The structure of taxation has important socio-economic implications for borrowing countries, and the IMF’s emphasis on the introduction of VAT and maximization of its revenues can be controversial. To be sure, many economists argue that the VAT is well-designed to implement fundamental principles of optimal taxation theory: there should be no taxation of capital, no taxation of intermediary goods, and low top rates for income taxes (Diamond and Mirrlees 1971; Mankiw et al. 2009; Mirrlees 2011). By averting distortion of production decisions, the VAT is said to maximize economic efficiency. Meanwhile, the objective of redistribution, according to optimal taxation theory, is best pursued through other mechanisms such as lump-sum transfers. However, development economists point out that while a tax system with heavy reliance on VAT may be optimal for advanced economies, it is inappropriate for many developing countries (Emran and Stiglitz 2005; Bird and Gendron 2007; Stewart 2016). First, it may have adverse distributive impact, as the set of instruments for redistribution is more limited in developing countries. Second, it may be less conducive to economic efficiency, because the presence of a non-taxable informal sector distorts allocation decisions. Indeed, when a large part of the economy is informal, the VAT is not applied universally, but a trade tax may be. Third, the VAT is less corruption-resistant given that record-keeping systems are not well-advanced in developing countries (Stiglitz 2009). Future research can explore these issues.

Our findings open several further avenues for subsequent work. For one, we encourage analysis of country heterogeneity in the relationship between IMF tax conditionality and tax revenues. For instance, our current research design does not allow for explicit tests of whether capacity affects the efficacy of tax policy advice. Another important task for future research is to assess the welfare implications of IMF-induced changes to the tax structure. In principle, countries may expect welfare gains to the extent that they adopt more efficient taxes—such as the VAT—even though such taxes may be regressive and thus increase the need for redistribute measures (Bräutigam 2008; Stiglitz 2009; Genschel and Seelkopf 2016). Future analysis thus must simultaneously examine the efficiency and equity effects of different taxes. In doing so, it needs to consider short-term effects and long-term effects, while at the same time finding convincing solutions to the challenge of endogeneity, for instance due to reverse causality.

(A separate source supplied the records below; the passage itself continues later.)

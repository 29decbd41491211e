//! Variant repository trait and implementation

use crate::error::{CatalogError, Result};
use crate::models::{Variant, VariantId};
use async_trait::async_trait;
use sqlx::{query, query_as, QueryBuilder, Sqlite, SqlitePool};

use super::BIND_CHUNK_SIZE;

/// Variant repository interface for data access operations
#[async_trait]
pub trait VariantRepository: Send + Sync {
    /// Find a variant by its ID
    async fn find_by_id(&self, id: VariantId) -> Result<Option<Variant>>;

    /// Fetch every variant whose id is in `ids`
    ///
    /// Unknown ids are skipped. Duplicates in `ids` are allowed.
    async fn find_by_ids(&self, ids: &[VariantId]) -> Result<Vec<Variant>>;

    /// Find a variant by exact shortname
    async fn find_by_shortname(&self, shortname: &str) -> Result<Option<Variant>>;

    /// Register a new variant
    ///
    /// # Errors
    /// Returns error if the shortname is blank or already taken.
    async fn insert(&self, shortname: &str) -> Result<VariantId>;

    async fn count(&self) -> Result<i64>;
}

/// SQLite implementation of VariantRepository
pub struct SqliteVariantRepository {
    pool: SqlitePool,
}

impl SqliteVariantRepository {
    pub fn new(pool: SqlitePool) -> Self {
        Self { pool }
    }
}

#[async_trait]
impl VariantRepository for SqliteVariantRepository {
    async fn find_by_id(&self, id: VariantId) -> Result<Option<Variant>> {
        let variant = query_as::<_, Variant>("SELECT id, shortname FROM variants WHERE id = ?")
            .bind(id)
            .fetch_optional(&self.pool)
            .await?;

        Ok(variant)
    }

    async fn find_by_ids(&self, ids: &[VariantId]) -> Result<Vec<Variant>> {
        let mut variants = Vec::with_capacity(ids.len());

        for chunk in ids.chunks(BIND_CHUNK_SIZE) {
            let mut builder: QueryBuilder<Sqlite> =
                QueryBuilder::new("SELECT id, shortname FROM variants WHERE id IN (");
            let mut separated = builder.separated(", ");
            for id in chunk {
                separated.push_bind(*id);
            }
            separated.push_unseparated(") ORDER BY id");

            let rows = builder
                .build_query_as::<Variant>()
                .fetch_all(&self.pool)
                .await?;
            variants.extend(rows);
        }

        Ok(variants)
    }

    async fn find_by_shortname(&self, shortname: &str) -> Result<Option<Variant>> {
        let variant =
            query_as::<_, Variant>("SELECT id, shortname FROM variants WHERE shortname = ?")
                .bind(shortname)
                .fetch_optional(&self.pool)
                .await?;

        Ok(variant)
    }

    async fn insert(&self, shortname: &str) -> Result<VariantId> {
        let shortname = shortname.trim();
        if shortname.is_empty() {
            return Err(CatalogError::InvalidInput {
                field: "shortname".to_string(),
                message: "Variant shortname cannot be empty".to_string(),
            });
        }

        let result = query("INSERT INTO variants (shortname) VALUES (?)")
            .bind(shortname)
            .execute(&self.pool)
            .await?;

        Ok(VariantId(result.last_insert_rowid()))
    }

    async fn count(&self) -> Result<i64> {
        let count: (i64,) = query_as("SELECT COUNT(*) FROM variants")
            .fetch_one(&self.pool)
            .await?;

        Ok(count.0)
    }
}
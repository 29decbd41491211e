use std::path::PathBuf;
use thiserror::Error;

#[derive(Error, Debug)]
pub enum CatalogError {
    #[error("Database error: {0}")]
    Database(#[from] sqlx::Error),

    #[error("Entity not found: {entity_type} with id {id}")]
    NotFound { entity_type: String, id: String },

    #[error("Asset {asset_id} has no rendition for variant '{variant}'")]
    RenditionNotFound { asset_id: i64, variant: String },

    #[error("Local file not found: {}", path.display())]
    FileNotFound { path: PathBuf },

    #[error("Invalid input: {field} - {message}")]
    InvalidInput { field: String, message: String },

    #[error("Migration failed: {0}")]
    Migration(String),

    #[error("IO error: {0}")]
    Io(#[from] std::io::Error),
}

pub type Result<T> = std::result::Result<T, CatalogError>;
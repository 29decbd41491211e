//! # Media Catalog
//!
//! Owns the catalog database: assets, the variants they are rendered in, and
//! which renditions are currently published to the CDN.
//!
//! - SQLite pool with embedded migrations ([`db`])
//! - Repository traits with SQLite implementations ([`repositories`])
//! - Local file / remote path resolution ([`locator`])

pub mod db;
pub mod error;
pub mod locator;
pub mod models;
pub mod repositories;

pub use error::{CatalogError, Result};
pub use locator::{AssetLocator, FileSystemAssetLocator, ResolvedAsset};
pub use models::{Asset, AssetId, NewRendition, Rendition, Variant, VariantId};
pub use repositories::{
    AssetRepository, CatalogStore, SqliteAssetRepository, SqliteCatalogStore,
    SqliteVariantRepository, VariantRepository,
};
//! # Catalog repositories
//!
//! - `AssetRepository` - assets and their per-variant renditions
//! - `VariantRepository` - named renditions shared by all assets
//! - `CatalogStore` - the narrow view the reconciler needs: batched lookup
//!   plus the on-CDN flag write
//!
//! SQLite implementations use sqlx and share one pool.

pub mod asset;
pub mod catalog;
pub mod variant;

pub use asset::{AssetRepository, SqliteAssetRepository};
pub use catalog::{CatalogStore, SqliteCatalogStore};
pub use variant::{SqliteVariantRepository, VariantRepository};

/// Maximum number of ids bound into a single `IN (...)` clause
///
/// Stays well below SQLite's host parameter limit; a queue larger than this
/// costs one extra round-trip per chunk.
pub(crate) const BIND_CHUNK_SIZE: usize = 10_000;
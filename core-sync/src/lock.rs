//! Single-instance process lock
//!
//! Only one updater may drain the queue at a time. The lock is an OS
//! advisory lock on a well-known file; the kernel drops it when the holder
//! exits, so a crashed run never leaves the next one locked out.
//!
//! ```rust,ignore
//! let lock = ProcessLock::new("/run/cdn-updater.lock");
//! let _guard = lock.try_acquire()?; // fails fast with LockContention
//! reconciler.run_pass().await?;
//! // guard dropped here, lock released
//! ```

use chrono::{DateTime, Utc};
use serde::{Deserialize, Serialize};
use std::fmt;
use std::fs::{self, File, OpenOptions, TryLockError};
use std::io::{Read, Seek, SeekFrom, Write};
use std::path::{Path, PathBuf};
use tracing::{debug, info, warn};
use uuid::Uuid;

use crate::error::{Result, SyncError};

/// Lock file contents
#[derive(Debug, Clone, PartialEq, Eq, Serialize, Deserialize)]
pub struct LockInfo {
    /// Unique id of this acquisition
    pub holder_id: Uuid,
    pub pid: u32,
    pub acquired_at: DateTime<Utc>,
}

impl LockInfo {
    fn current() -> Self {
        Self {
            holder_id: Uuid::new_v4(),
            pid: std::process::id(),
            acquired_at: Utc::now(),
        }
    }
}

impl fmt::Display for LockInfo {
    fn fmt(&self, f: &mut fmt::Formatter<'_>) -> fmt::Result {
        write!(
            f,
            "pid {} since {} ({})",
            self.pid,
            self.acquired_at.to_rfc3339(),
            self.holder_id
        )
    }
}

/// Advisory lock on a file path
#[derive(Debug, Clone)]
pub struct ProcessLock {
    path: PathBuf,
}

impl ProcessLock {
    pub fn new(path: impl Into<PathBuf>) -> Self {
        Self { path: path.into() }
    }

    pub fn path(&self) -> &Path {
        &self.path
    }

    /// Acquire the lock without waiting
    ///
    /// # Errors
    ///
    /// - [`SyncError::LockContention`] if another process holds the lock
    /// - [`SyncError::Lock`] if the lock file cannot be created or written
    pub fn try_acquire(&self) -> Result<LockGuard> {
        if let Some(parent) = self.path.parent() {
            if !parent.as_os_str().is_empty() {
                fs::create_dir_all(parent).map_err(|e| self.io_error(e))?;
            }
        }

        let mut file = OpenOptions::new()
            .read(true)
            .write(true)
            .create(true)
            .truncate(false)
            .open(&self.path)
            .map_err(|e| self.io_error(e))?;

        match file.try_lock() {
            Ok(()) => {}
            Err(TryLockError::WouldBlock) => {
                let holder = read_info(&mut file).map(|info| info.to_string());
                warn!(
                    path = %self.path.display(),
                    holder = holder.as_deref().unwrap_or("unknown"),
                    "Process lock is held by another updater"
                );
                return Err(SyncError::LockContention {
                    path: self.path.clone(),
                    holder,
                });
            }
            Err(TryLockError::Error(e)) => return Err(self.io_error(e)),
        }

        let info = LockInfo::current();
        write_info(&mut file, &info).map_err(|e| self.io_error(e))?;

        info!(
            path = %self.path.display(),
            holder_id = %info.holder_id,
            "Process lock acquired"
        );

        Ok(LockGuard {
            file,
            path: self.path.clone(),
            info,
        })
    }

    /// Holder recorded in the lock file, if readable
    ///
    /// The file keeps the last holder's details after release, so this does
    /// not tell whether the lock is currently held.
    pub fn last_holder(&self) -> Option<LockInfo> {
        let mut file = File::open(&self.path).ok()?;
        read_info(&mut file)
    }

    fn io_error(&self, source: std::io::Error) -> SyncError {
        SyncError::Lock {
            path: self.path.clone(),
            source,
        }
    }
}

fn read_info(file: &mut File) -> Option<LockInfo> {
    let mut contents = String::new();
    file.seek(SeekFrom::Start(0)).ok()?;
    file.read_to_string(&mut contents).ok()?;
    serde_json::from_str(&contents).ok()
}

fn write_info(file: &mut File, info: &LockInfo) -> std::io::Result<()> {
    file.set_len(0)?;
    file.seek(SeekFrom::Start(0))?;
    serde_json::to_writer(&mut *file, info)?;
    file.flush()
}

/// Held lock; released on drop
#[derive(Debug)]
pub struct LockGuard {
    file: File,
    path: PathBuf,
    info: LockInfo,
}

impl LockGuard {
    pub fn info(&self) -> &LockInfo {
        &self.info
    }

    pub fn path(&self) -> &Path {
        &self.path
    }
}

impl Drop for LockGuard {
    fn drop(&mut self) {
        // Never unlink: every run must lock the same inode
        match self.file.unlock() {
            Ok(()) => debug!(path = %self.path.display(), "Process lock released"),
            Err(e) => warn!(
                path = %self.path.display(),
                error = %e,
                "Failed to release process lock explicitly"
            ),
        }
    }
}

#[cfg(test)]
mod tests {
    use super::*;

    #[test]
    fn test_acquire_and_release() {
        let dir = tempfile::tempdir().unwrap();
        let lock = ProcessLock::new(dir.path().join("updater.lock"));

        let guard = lock.try_acquire().unwrap();
        assert_eq!(guard.info().pid, std::process::id());
        drop(guard);

        // Reacquirable after release
        let again = lock.try_acquire().unwrap();
        assert_eq!(again.path(), lock.path());
    }

    #[test]
    fn test_contention_reports_holder() {
        let dir = tempfile::tempdir().unwrap();
        let lock = ProcessLock::new(dir.path().join("updater.lock"));

        let guard = lock.try_acquire().unwrap();
        let second = ProcessLock::new(lock.path()).try_acquire();

        match second {
            Err(SyncError::LockContention { path, holder }) => {
                assert_eq!(path, lock.path());
                let holder = holder.expect("holder should be recorded");
                assert!(holder.contains(&guard.info().holder_id.to_string()));
            }
            other => panic!("expected LockContention, got {:?}", other),
        }
    }

    #[test]
    fn test_creates_parent_directories() {
        let dir = tempfile::tempdir().unwrap();
        let lock = ProcessLock::new(dir.path().join("run/cdn/updater.lock"));

        let _guard = lock.try_acquire().unwrap();
        assert!(lock.path().exists());
    }

    #[test]
    fn test_last_holder_survives_release() {
        let dir = tempfile::tempdir().unwrap();
        let lock = ProcessLock::new(dir.path().join("updater.lock"));

        let holder_id = {
            let guard = lock.try_acquire().unwrap();
            guard.info().holder_id
        };

        assert!(lock.path().exists());
        assert_eq!(lock.last_holder().unwrap().holder_id, holder_id);
    }

    #[test]
    fn test_unusable_lock_path() {
        let dir = tempfile::tempdir().unwrap();
        // A directory cannot be opened for writing as a lock file
        let lock = ProcessLock::new(dir.path());

        assert!(matches!(lock.try_acquire(), Err(SyncError::Lock { .. })));
    }
}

Although our analysis focuses on the 1993–2013 period, its conclusions are timely. In recent years, the IMF has begun to consider the equity implications of its interventions. Prominent figures in the institution assert that the IMF has shifted away from “Washington Consensus”-style policies (Ostry et al. 2016). In relation to tax policy, its Tax Policy Assessment Framework (TPAF) now entails a more balanced assessment of the VAT, noting that it is a relatively efficient revenue-raising instrument but that it is also perceived to be regressive. Despite such rhetorical concessions, several studies suggest that IMF practices have hardly changed (Gabor 2010; Güven 2012; Vernengo and Ford 2014; Kentikelenis et al. 2016), and that they continue to have a negative impact on inequality (Forster et al. 2019). A glance at a recent edition of the Fiscal Monitor confirms that the IMF’s current tax policy advice is consistent with its traditional emphasis on austerity: it calls for “growth-friendly fiscal policies,” such as “improving the design of tax policies [to help] remove the distortions that are holding more productive firms back” (IMF 2017a). To meet the SDG target for strengthening fiscal capacity and to avoid inequality-increasing forms of taxation, the IMF needs to reconsider the appropriateness of its tax policy advice toward developing countries.